Innovadores Menores De 35 Argentina y Uruguay Technology Review en español elige a los 10 innovadores menores de 35

Demian Slobinsky, 31

Ha creado plataformas de computación de alto rendimiento compactas y reprogramables

Bife Supercomputing

Demian Slobinsky

En los centros de investigación donde se modeliza el plegado de las proteínas o el funcionamiento del cerebro utilizando potentes herramientas bioinformáticas, los superordenadores son un recurso imprescindible para los científicos. Observar estas enormes máquinas capaces de realizar billones de operaciones por segundo devuelve al espectador a la década de 1940, la época de los primeros ordenadores que ocupaban habitaciones enteras y costaban cientos de miles de dólares.

Los supercomputadores siguen siendo un recurso escaso del que las instituciones no suelen disponer en exclusividad, ni todo el tiempo que necesitarían para avanzar en sus estudios. Y no sólo eso, consumen ingentes cantidades de electricidad  para hacer funcionar sus decenas de miles de procesadores y alimentar sus sistemas de ventilación.

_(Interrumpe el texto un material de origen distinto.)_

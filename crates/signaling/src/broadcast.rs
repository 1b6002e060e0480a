//! EventBroadcaster – Sendet Ereignisse an alle relevanten Verbindungen
//!
//! Der EventBroadcaster verwaltet die Send-Queues aller lebenden
//! Verbindungen (die Abbildung VerbindungsId -> Transport) und stellt
//! Methoden bereit, um Ereignisse gezielt oder an alle zu senden.
//!
//! ## Selektives Senden
//! - An alle Verbindungen: `an_alle_senden`
//! - An eine Verbindung: `an_verbindung_senden`
//! - An alle ausser eine: `an_alle_ausser_senden`
//!
//! Senden ist nie blockierend. Eine volle oder geschlossene Queue laesst
//! den einen Send still fallen – genau das gewuenschte Verhalten fuer
//! eine Verbindung, die sich mitten im Fan-out trennt.

use dashmap::DashMap;
use plauderkasten_core::VerbindungsId;
use plauderkasten_protocol::ServerEreignis;
use std::sync::Arc;
use tokio::sync::mpsc;

// ---------------------------------------------------------------------------
// Konfiguration
// ---------------------------------------------------------------------------

/// Groesse der Send-Queue pro Verbindung
const SEND_QUEUE_GROESSE: usize = 64;

// ---------------------------------------------------------------------------
// VerbindungsSender
// ---------------------------------------------------------------------------

/// Handle auf die Send-Queue einer lebenden Verbindung
#[derive(Clone, Debug)]
pub struct VerbindungsSender {
    pub verbindung: VerbindungsId,
    pub tx: mpsc::Sender<ServerEreignis>,
}

impl VerbindungsSender {
    /// Reiht ein Ereignis nicht-blockierend in die Queue ein
    ///
    /// Gibt `false` zurueck wenn die Queue voll oder geschlossen ist.
    pub fn senden(&self, ereignis: ServerEreignis) -> bool {
        match self.tx.try_send(ereignis) {
            Ok(()) => true,
            Err(mpsc::error::TrySendError::Full(_)) => {
                tracing::warn!(verbindung = %self.verbindung, "Send-Queue voll – Ereignis verworfen");
                false
            }
            Err(mpsc::error::TrySendError::Closed(_)) => {
                tracing::debug!(verbindung = %self.verbindung, "Send-Queue geschlossen (Verbindung getrennt)");
                false
            }
        }
    }
}

// ---------------------------------------------------------------------------
// EventBroadcaster
// ---------------------------------------------------------------------------

/// Zentraler Event-Broadcaster fuer alle lebenden Verbindungen
///
/// Thread-safe via Arc + DashMap. Clone teilt den inneren Zustand.
#[derive(Clone)]
pub struct EventBroadcaster {
    inner: Arc<EventBroadcasterInnen>,
}

struct EventBroadcasterInnen {
    /// Send-Queues, indiziert nach VerbindungsId
    verbindungen: DashMap<VerbindungsId, VerbindungsSender>,
}

impl EventBroadcaster {
    /// Erstellt einen neuen EventBroadcaster
    pub fn neu() -> Self {
        Self {
            inner: Arc::new(EventBroadcasterInnen {
                verbindungen: DashMap::new(),
            }),
        }
    }

    /// Registriert eine Verbindung und gibt ihre Empfangs-Queue zurueck
    ///
    /// Die `ClientVerbindung` liest aus dieser Queue und sendet via TCP.
    /// Die Registrierung passiert beim Annehmen der Verbindung, nicht
    /// erst bei der Praesenz-Anmeldung – Broadcasts adressieren
    /// Verbindungen, nicht angemeldete Benutzer.
    pub fn registrieren(&self, verbindung: VerbindungsId) -> mpsc::Receiver<ServerEreignis> {
        let (tx, rx) = mpsc::channel(SEND_QUEUE_GROESSE);
        let sender = VerbindungsSender { verbindung, tx };
        self.inner.verbindungen.insert(verbindung, sender);
        tracing::debug!(verbindung = %verbindung, "Verbindung im Broadcaster registriert");
        rx
    }

    /// Entfernt eine Verbindung aus dem Broadcaster
    pub fn entfernen(&self, verbindung: &VerbindungsId) {
        self.inner.verbindungen.remove(verbindung);
        tracing::debug!(verbindung = %verbindung, "Verbindung aus Broadcaster entfernt");
    }

    /// Sendet ein Ereignis an eine einzelne Verbindung
    ///
    /// Gibt `true` zurueck wenn die Verbindung gefunden und das Ereignis
    /// eingereiht wurde. Eine unbekannte (bereits getrennte) Verbindung
    /// ist ein stiller No-Op.
    pub fn an_verbindung_senden(
        &self,
        verbindung: &VerbindungsId,
        ereignis: ServerEreignis,
    ) -> bool {
        match self.inner.verbindungen.get(verbindung) {
            Some(sender) => sender.senden(ereignis),
            None => {
                tracing::debug!(verbindung = %verbindung, "Senden an unbekannte Verbindung");
                false
            }
        }
    }

    /// Sendet ein Ereignis an alle Verbindungen
    ///
    /// Gibt die Anzahl der erfolgreichen Sendungen zurueck.
    pub fn an_alle_senden(&self, ereignis: ServerEreignis) -> usize {
        let mut gesendet = 0;
        self.inner.verbindungen.iter().for_each(|eintrag| {
            if eintrag.value().senden(ereignis.clone()) {
                gesendet += 1;
            }
        });
        gesendet
    }

    /// Sendet ein Ereignis an alle Verbindungen ausser einer
    ///
    /// Der Normalfall beim Fan-out: der Ausloeser bekommt sein eigenes
    /// Ereignis nicht zurueckgespiegelt.
    pub fn an_alle_ausser_senden(
        &self,
        ausgeschlossen: &VerbindungsId,
        ereignis: ServerEreignis,
    ) -> usize {
        let mut gesendet = 0;
        self.inner.verbindungen.iter().for_each(|eintrag| {
            if eintrag.key() == ausgeschlossen {
                return;
            }
            if eintrag.value().senden(ereignis.clone()) {
                gesendet += 1;
            }
        });
        gesendet
    }

    /// Gibt die Anzahl der registrierten Verbindungen zurueck
    pub fn anzahl(&self) -> usize {
        self.inner.verbindungen.len()
    }

    /// Prueft ob eine Verbindung registriert ist
    pub fn ist_registriert(&self, verbindung: &VerbindungsId) -> bool {
        self.inner.verbindungen.contains_key(verbindung)
    }
}

impl Default for EventBroadcaster {
    fn default() -> Self {
        Self::neu()
    }
}

// ---------------------------------------------------------------------------
// Tests
// ---------------------------------------------------------------------------

#[cfg(test)]
mod tests {
    use super::*;

    fn test_ereignis(username: &str) -> ServerEreignis {
        ServerEreignis::UserJoined {
            username: username.into(),
        }
    }

    #[tokio::test]
    async fn registrieren_und_senden() {
        let broadcaster = EventBroadcaster::neu();
        let vid = VerbindungsId::neu();

        let mut rx = broadcaster.registrieren(vid);
        assert!(broadcaster.ist_registriert(&vid));

        assert!(broadcaster.an_verbindung_senden(&vid, test_ereignis("alice")));

        let empfangen = rx.try_recv().expect("Ereignis muss vorhanden sein");
        assert_eq!(empfangen, test_ereignis("alice"));
    }

    #[tokio::test]
    async fn senden_an_unbekannte_verbindung_ist_no_op() {
        let broadcaster = EventBroadcaster::neu();
        assert!(!broadcaster.an_verbindung_senden(&VerbindungsId::neu(), test_ereignis("x")));
    }

    #[tokio::test]
    async fn an_alle_senden() {
        let broadcaster = EventBroadcaster::neu();

        let vids: Vec<VerbindungsId> = (0..5).map(|_| VerbindungsId::neu()).collect();
        let mut receivers: Vec<_> = vids
            .iter()
            .map(|vid| broadcaster.registrieren(*vid))
            .collect();

        let gesendet = broadcaster.an_alle_senden(test_ereignis("alle"));
        assert_eq!(gesendet, 5);

        for rx in &mut receivers {
            assert!(rx.try_recv().is_ok());
        }
    }

    #[tokio::test]
    async fn an_alle_ausser_senden() {
        let broadcaster = EventBroadcaster::neu();
        let vid_a = VerbindungsId::neu();
        let vid_b = VerbindungsId::neu();
        let vid_c = VerbindungsId::neu();

        let mut rx_a = broadcaster.registrieren(vid_a);
        let mut rx_b = broadcaster.registrieren(vid_b);
        let mut rx_c = broadcaster.registrieren(vid_c);

        // A ist der Ausloeser und bekommt nichts
        let gesendet = broadcaster.an_alle_ausser_senden(&vid_a, test_ereignis("von_a"));
        assert_eq!(gesendet, 2);

        assert!(rx_a.try_recv().is_err(), "Ausloeser darf nichts empfangen");
        assert!(rx_b.try_recv().is_ok());
        assert!(rx_c.try_recv().is_ok());
    }

    #[tokio::test]
    async fn entfernte_verbindung_empfaengt_nichts_mehr() {
        let broadcaster = EventBroadcaster::neu();
        let vid = VerbindungsId::neu();

        let _rx = broadcaster.registrieren(vid);
        broadcaster.entfernen(&vid);

        assert!(!broadcaster.ist_registriert(&vid));
        assert_eq!(broadcaster.an_alle_senden(test_ereignis("x")), 0);
    }

    #[tokio::test]
    async fn volle_queue_verwirft_statt_zu_blockieren() {
        let broadcaster = EventBroadcaster::neu();
        let vid = VerbindungsId::neu();
        let _rx = broadcaster.registrieren(vid);

        // Queue bis zum Rand fuellen
        for _ in 0..SEND_QUEUE_GROESSE {
            assert!(broadcaster.an_verbindung_senden(&vid, test_ereignis("f")));
        }
        // Der naechste Send faellt still durch
        assert!(!broadcaster.an_verbindung_senden(&vid, test_ereignis("f")));
    }
}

Para hacer de la supercomputación un aliado siempre disponible a todas las empresas y centros que lo requieran, el joven Demian Slobinksy ha diseñado una manera de condensar el poder de cálculo de 50 ordenadores convencionales en un aparato electrónico del tamaño de un disco duro externo. Este dispositivo se llama TABA y consiste en un kit de desarrollo para cálculos de alto rendimiento que puede adaptarse a diferentes tareas en cada momento, en función de los algoritmos que se ingresen en sus capas de memoria. Además, desde el punto de vista de la eficiencia energética, tiene un consumo "500 veces menor" que esos 50 ordenadores corrientes funcionando a la vez, según indica este innovador.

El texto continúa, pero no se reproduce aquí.